HOLLIDAYSBURG - Pastor Dennis Derr will be wrapping a Christmas present this year that he did not buy but will be for him. The tag will read "To Dennis, From Dad."
Derr's father, Robert, won't be able to give his son the present in person because he passed away in August. His father also left presents for all the family members, and Derr will be set aside a day to carefully wrap the gifts designated for his wife, adult children, grandchildren and his sister.
"My dad lived faithfully and died faithfully," Derr said.
(Mirror photo by J.D. Cavrich) First United Methodist Church of Hollidaysburg will offer a service for those who may be sad during the holidays. Among those who have suffered loss are church members (from left) Beth Carpenter, Bud Blair and The Rev. Dennis Derr, pastor of the church.
He will speak about his loss during the annual "Service of Light in the Darkness" to be held at 3 p.m. Dec. 18 at First United Methodist Church in Hollidaysburg where Derr is pastor. It is similar to Blue Christmas services held around the country for those grieving during the holiday season.
"It's a very reflective time. People come in there knowing this holiday is different than ever before," he said.
For Derr, it will be the first year without his 89-year-old father, who battled pulmonary fibrosis for three years with his condition becoming worse last January.
Despite his suffering, Robert Derr made sure his family members would have gifts from him under the tree this Christmas. He ordered them by phone, and they were delivered to the Derr home. Robert Derr made all the selections with Diane Derr, the wife of Pastor Derr and his primary caregiver, available if he needed her help.
The Derrs will remember him on Christmas and at the "Service of Light in the Darkness."
For Dennis Derr, who is used to public speaking, the service will be different.
"This is not something I have done before," he said referring to sharing his story of loss.
Although he lost his mother nine years ago, he did not have the opportunity to speak publicly about his pain.
"When she passed we still had a 'home,' and a parent. [My sister and I] joked, we're homeless now,'" he said referring to the loss of his childhood home as well as his father's passing.
Beth Carpenter of Hollidaysburg may only be in her 20s, but she, too, knows the pain of loss.
She shared her story at last year's service and still thinks about that difficult period in her life as the holidays approach.
She married in 2007 and moved to Philadelphia. Two years later, she and her husband were expecting their first child. Only her hope was dashed when she gave birth a couple of months before her due date, and their daughter, Natalie Marie, was still born.

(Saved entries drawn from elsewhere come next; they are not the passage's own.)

#![deny(clippy::print_stdout, clippy::print_stderr)]

use std::collections::HashMap;

use async_trait::async_trait;
use chrono::NaiveDate;
use rust_decimal::Decimal;
use serde::Deserialize;
use serde::Serialize;
use thiserror::Error;
use tokio::sync::RwLock;
use uuid::Uuid;

mod memory;

pub use memory::InMemoryReceivablesService;

pub type CompanyId = String;
pub type PartyId = String;
pub type InvoiceId = String;
pub type PaymentId = String;
pub type PaymentLineId = String;
pub type VoucherId = String;
pub type LedgerId = String;

pub type ReceivablesResult<T> = Result<T, ReceivablesError>;

/// Stable error codes for credit control and payment allocation (spec §7).
#[derive(Debug, Error)]
pub enum ReceivablesError {
    #[error("party {0} not found")]
    PartyNotFound(PartyId),
    #[error("invoice {0} not found")]
    InvoiceNotFound(InvoiceId),
    #[error("payment {0} not found")]
    PaymentNotFound(PaymentId),
    #[error(
        "credit limit exceeded: current={current_outstanding}, available={available}, limit={limit}"
    )]
    CreditLimitExceeded {
        current_outstanding: Decimal,
        available: Decimal,
        limit: Decimal,
    },
    #[error("allocation of {amount} to invoice {invoice_id} exceeds its remaining outstanding of {remaining}")]
    AllocationExceedsInvoice {
        invoice_id: InvoiceId,
        amount: Decimal,
        remaining: Decimal,
    },
    #[error("allocations of {allocated} exceed the payment voucher amount of {voucher_amount}")]
    AllocationExceedsVoucherAmount {
        allocated: Decimal,
        voucher_amount: Decimal,
    },
    #[error("payment {0} is not draft and cannot accept new allocations")]
    PaymentNotDraft(PaymentId),
    #[error("validation error: {0}")]
    Validation(String),
}

#[derive(Debug, Clone, Copy, PartialEq, Eq, Serialize, Deserialize)]
pub enum PartyType {
    Customer,
    Supplier,
    Both,
}

/// Every party owns exactly one control ledger (spec §3 `Party`); deleting
/// that ledger is a protected operation enforced by `erp-ledger`.
#[derive(Debug, Clone, PartialEq, Eq, Serialize, Deserialize)]
pub struct Party {
    pub id: PartyId,
    pub company_id: CompanyId,
    pub party_type: PartyType,
    pub control_ledger_id: LedgerId,
    pub credit_limit: Option<Decimal>,
    pub credit_days: u32,
}

#[derive(Debug, Clone, Copy, PartialEq, Eq, Serialize, Deserialize)]
pub enum InvoiceType {
    Sales,
    Purchase,
}

#[derive(Debug, Clone, Copy, PartialEq, Eq, Serialize, Deserialize)]
pub enum InvoiceStatus {
    Draft,
    Posted,
    PartiallyPaid,
    Paid,
}

/// Derives status from §3's `outstanding = total_value − amount_received`
/// rule. Only meaningful once the invoice has a voucher attached (i.e. is no
/// longer `DRAFT`); callers are responsible for the `DRAFT → POSTED`
/// transition.
#[must_use]
pub fn derive_invoice_status(total_value: Decimal, amount_received: Decimal) -> InvoiceStatus {
    if amount_received >= total_value {
        InvoiceStatus::Paid
    } else if amount_received > Decimal::ZERO {
        InvoiceStatus::PartiallyPaid
    } else {
        InvoiceStatus::Posted
    }
}

#[derive(Debug, Clone, PartialEq, Serialize, Deserialize)]
pub struct Invoice {
    pub id: InvoiceId,
    pub company_id: CompanyId,
    pub party_id: PartyId,
    pub invoice_type: InvoiceType,
    pub invoice_number: String,
    pub sales_order_id: Option<String>,
    pub purchase_order_id: Option<String>,
    pub voucher_id: Option<VoucherId>,
    pub total_value: Decimal,
    pub amount_received: Decimal,
    pub due_date: NaiveDate,
    pub status: InvoiceStatus,
}

impl Invoice {
    #[must_use]
    pub fn outstanding(&self) -> Decimal {
        self.total_value - self.amount_received
    }

    #[must_use]
    pub fn is_outstanding(&self) -> bool {
        matches!(self.status, InvoiceStatus::Posted | InvoiceStatus::PartiallyPaid)
    }
}

#[derive(Debug, Clone, Copy, PartialEq, Eq, Serialize, Deserialize)]
pub enum PaymentType {
    Payment,
    Receipt,
}

/// Status mirrors its voucher and is not independently modifiable once
/// posted (spec §3 `Payment`).
#[derive(Debug, Clone, Copy, PartialEq, Eq, Serialize, Deserialize)]
pub enum PaymentStatus {
    Draft,
    Posted,
    Reversed,
}

#[derive(Debug, Clone, PartialEq, Serialize, Deserialize)]
pub struct Payment {
    pub id: PaymentId,
    pub company_id: CompanyId,
    pub party_id: PartyId,
    pub voucher_id: Option<VoucherId>,
    pub payment_type: PaymentType,
    pub bank_account: String,
    pub payment_mode: String,
    pub amount: Decimal,
    pub status: PaymentStatus,
}

/// `amount_applied` lines are only created while the payment is `DRAFT`
/// (spec §3 `PaymentLine`).
#[derive(Debug, Clone, PartialEq, Serialize, Deserialize)]
pub struct PaymentLine {
    pub id: PaymentLineId,
    pub payment_id: PaymentId,
    pub invoice_id: InvoiceId,
    pub amount_applied: Decimal,
}

#[derive(Debug, Clone, PartialEq, Eq)]
pub struct CreatePartyRequest {
    pub company_id: CompanyId,
    pub party_type: PartyType,
    pub control_ledger_id: LedgerId,
    pub credit_limit: Option<Decimal>,
    pub credit_days: u32,
}

#[derive(Debug, Clone, PartialEq, Eq)]
pub struct CreateInvoiceRequest {
    pub company_id: CompanyId,
    pub party_id: PartyId,
    pub invoice_type: InvoiceType,
    pub invoice_number: String,
    pub sales_order_id: Option<String>,
    pub purchase_order_id: Option<String>,
    pub total_value: Decimal,
    pub due_date: NaiveDate,
}

#[derive(Debug, Clone, PartialEq, Eq)]
pub struct CreatePaymentRequest {
    pub company_id: CompanyId,
    pub party_id: PartyId,
    pub payment_type: PaymentType,
    pub bank_account: String,
    pub payment_mode: String,
    pub amount: Decimal,
}

#[derive(Debug, Clone, PartialEq, Eq)]
pub struct AllocatePaymentRequest {
    pub payment_id: PaymentId,
    pub invoice_id: InvoiceId,
    pub amount: Decimal,
}

/// `check_credit` (spec §4.10): no check when `credit_limit` is absent or
/// non-positive, otherwise `outstanding_for_party + additional_amount` must
/// not exceed it.
pub fn check_credit(
    credit_limit: Option<Decimal>,
    current_outstanding: Decimal,
    additional_amount: Decimal,
) -> ReceivablesResult<()> {
    let Some(limit) = credit_limit.filter(|limit| *limit > Decimal::ZERO) else {
        return Ok(());
    };
    let projected = current_outstanding + additional_amount;
    if projected > limit {
        return Err(ReceivablesError::CreditLimitExceeded {
            current_outstanding,
            available: (limit - current_outstanding).max(Decimal::ZERO),
            limit,
        });
    }
    Ok(())
}

#[derive(Debug, Clone, Copy, PartialEq, Eq, Serialize, Deserialize)]
pub enum AgingBucket {
    Days0To30,
    Days31To60,
    Days61To90,
    Over90,
}

impl AgingBucket {
    #[must_use]
    pub fn for_days_overdue(days: i64) -> Self {
        let days = days.max(0);
        if days <= 30 {
            AgingBucket::Days0To30
        } else if days <= 60 {
            AgingBucket::Days31To60
        } else if days <= 90 {
            AgingBucket::Days61To90
        } else {
            AgingBucket::Over90
        }
    }
}

#[derive(Debug, Clone, Default, PartialEq, Eq, Serialize, Deserialize)]
pub struct AgingBuckets {
    pub days_0_to_30: Decimal,
    pub days_31_to_60: Decimal,
    pub days_61_to_90: Decimal,
    pub over_90: Decimal,
}

impl AgingBuckets {
    fn add(&mut self, bucket: AgingBucket, amount: Decimal) {
        match bucket {
            AgingBucket::Days0To30 => self.days_0_to_30 += amount,
            AgingBucket::Days31To60 => self.days_31_to_60 += amount,
            AgingBucket::Days61To90 => self.days_61_to_90 += amount,
            AgingBucket::Over90 => self.over_90 += amount,
        }
    }

    #[must_use]
    pub fn total(&self) -> Decimal {
        self.days_0_to_30 + self.days_31_to_60 + self.days_61_to_90 + self.over_90
    }
}

#[derive(Debug, Clone, PartialEq, Eq, Serialize, Deserialize)]
pub struct PartyAging {
    pub party_id: PartyId,
    pub buckets: AgingBuckets,
}

#[derive(Debug, Clone, PartialEq, Eq, Serialize, Deserialize)]
pub struct AgingReport {
    pub company_id: CompanyId,
    pub as_of: NaiveDate,
    pub by_party: Vec<PartyAging>,
    pub company_total: AgingBuckets,
    pub is_balanced: bool,
}

/// `aging(company, as_of)` (spec §4.11). Idempotent for a given
/// `(company, as_of)`; the per-party/company totals are cross-checked with
/// `is_balanced` as a self-check rather than trusted blindly.
#[must_use]
pub fn aging(company_id: &CompanyId, as_of: NaiveDate, invoices: &[Invoice]) -> AgingReport {
    let mut by_party: HashMap<PartyId, AgingBuckets> = HashMap::new();
    for invoice in invoices.iter().filter(|invoice| invoice.is_outstanding()) {
        let days_overdue = (as_of - invoice.due_date).num_days();
        let bucket = AgingBucket::for_days_overdue(days_overdue);
        by_party
            .entry(invoice.party_id.clone())
            .or_default()
            .add(bucket, invoice.outstanding());
    }

    let mut by_party: Vec<PartyAging> = by_party
        .into_iter()
        .map(|(party_id, buckets)| PartyAging { party_id, buckets })
        .collect();
    by_party.sort_by(|a, b| a.party_id.cmp(&b.party_id));

    let mut company_total = AgingBuckets::default();
    for party in &by_party {
        company_total.days_0_to_30 += party.buckets.days_0_to_30;
        company_total.days_31_to_60 += party.buckets.days_31_to_60;
        company_total.days_61_to_90 += party.buckets.days_61_to_90;
        company_total.over_90 += party.buckets.over_90;
    }
    let sum_of_parties: Decimal = by_party.iter().map(|party| party.buckets.total()).sum();
    let is_balanced = company_total.total() == sum_of_parties;

    AgingReport {
        company_id: company_id.clone(),
        as_of,
        by_party,
        company_total,
        is_balanced,
    }
}

#[async_trait]
pub trait ReceivablesService: Send + Sync {
    async fn create_party(&self, request: CreatePartyRequest) -> ReceivablesResult<Party>;
    async fn get_party(&self, company_id: &CompanyId, party_id: &PartyId) -> ReceivablesResult<Party>;

    async fn create_invoice(&self, request: CreateInvoiceRequest) -> ReceivablesResult<Invoice>;
    async fn get_invoice(&self, company_id: &CompanyId, invoice_id: &InvoiceId) -> ReceivablesResult<Invoice>;
    async fn list_outstanding_invoices(&self, company_id: &CompanyId) -> ReceivablesResult<Vec<Invoice>>;

    /// Attaches `voucher_id` to the invoice and moves it out of `DRAFT`
    /// (spec §4.6).
    async fn attach_voucher(
        &self,
        invoice_id: &InvoiceId,
        voucher_id: VoucherId,
    ) -> ReceivablesResult<Invoice>;

    async fn create_payment(&self, request: CreatePaymentRequest) -> ReceivablesResult<Payment>;
    async fn get_payment(&self, payment_id: &PaymentId) -> ReceivablesResult<Payment>;

    /// Adds a `PaymentLine` while the payment is `DRAFT`, rejecting an
    /// allocation that would exceed the invoice's remaining outstanding
    /// (spec §3 `PaymentLine` invariant).
    async fn allocate_payment(
        &self,
        request: AllocatePaymentRequest,
    ) -> ReceivablesResult<PaymentLine>;

    async fn remove_allocation(
        &self,
        payment_id: &PaymentId,
        line_id: &PaymentLineId,
    ) -> ReceivablesResult<()>;

    /// Attaches `voucher_id`, marks the payment `POSTED`, and refreshes
    /// every invoice touched by its allocations (spec §4.9 trigger).
    async fn mark_posted(
        &self,
        payment_id: &PaymentId,
        voucher_id: VoucherId,
    ) -> ReceivablesResult<Payment>;

    /// Marks the payment `REVERSED` and refreshes every invoice touched by
    /// its allocations, excluding them from `amount_received` (spec §4.9,
    /// §4.7 "reversal reverts invoice status").
    async fn mark_reversed(&self, payment_id: &PaymentId) -> ReceivablesResult<Payment>;

    async fn outstanding_for_party(
        &self,
        company_id: &CompanyId,
        party_id: &PartyId,
    ) -> ReceivablesResult<Decimal>;

    async fn check_credit_for_party(
        &self,
        company_id: &CompanyId,
        party_id: &PartyId,
        additional_amount: Decimal,
    ) -> ReceivablesResult<()>;

    async fn aging_report(&self, company_id: &CompanyId, as_of: NaiveDate) -> ReceivablesResult<AgingReport>;
}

The first Christmas after the loss was "absolute torture," she said, and not just because her child was not alive.
She was bearing another pain that she had not disclosed to her family and friends. A day before losing her first child, she discovered her husband had been having an affair. As the couple tried to salvage their marriage, they chose not to further devastate family with their troubles.
Carpenter said that after counseling, it was clear the marriage could not be saved. She called her parents and moved home in March of 2010.
Willing to speak
As Christmas approached, a member of her home church at First United Methodist Church asked her to speak at the holiday service. The health and wellness committee planning the service was looking for a speaker who could relate to loss.
"I wanted to speak. I know what it's like to feel isolated," she said.
Carpenter said it was odd to be a 27-year-old relating to the loss of a spouse or a child. One of five children, she had been eager to have a married life and family of her own.
Now, Christmas brought forth images of children and families, something she could not bear to recognize.
She said she went through a time of anger in which she asked herself questions like "Why would God kill a child to use as a learning tool?"
Carpenter, who described herself as an academic who seeks answers, said she turned to her Bible.
She said she came to the conclusion that "My reaction is to trust in God regardless."
Carpenter is now preparing for seminary and hopes to impact others in similar circumstances with her story.
Loss of grandchild
Bud Blair, chairman of the church's health and wellness committee, also knows loss. His granddaughter died in 2003 and he remembers grieving during that first Christmas without her.
"It's not a happy time of year," Blair said for those who are going through the holidays minus a loved one for the first time.
The service is one of lit candles, hymns and a recognition that God who gave up his own son Jesus Christ understands loss, Pastor Derr said.
Carpenter said believers can make a recognition of their own as they grieve. She learned that no matter what time of year, God is the God of all circumstances.
She quoted Isaiah 45:7: "I form the light and create darkness, I make peace and create calamity; I, the Lord, do all these things."
Pastor Derr said the service is also for those who have experienced loss in other ways this holiday season, such as loss of a home or loss of employment.
"It's a time to say, 'Lord, we're hurting but we're here to celebrate your love and grace."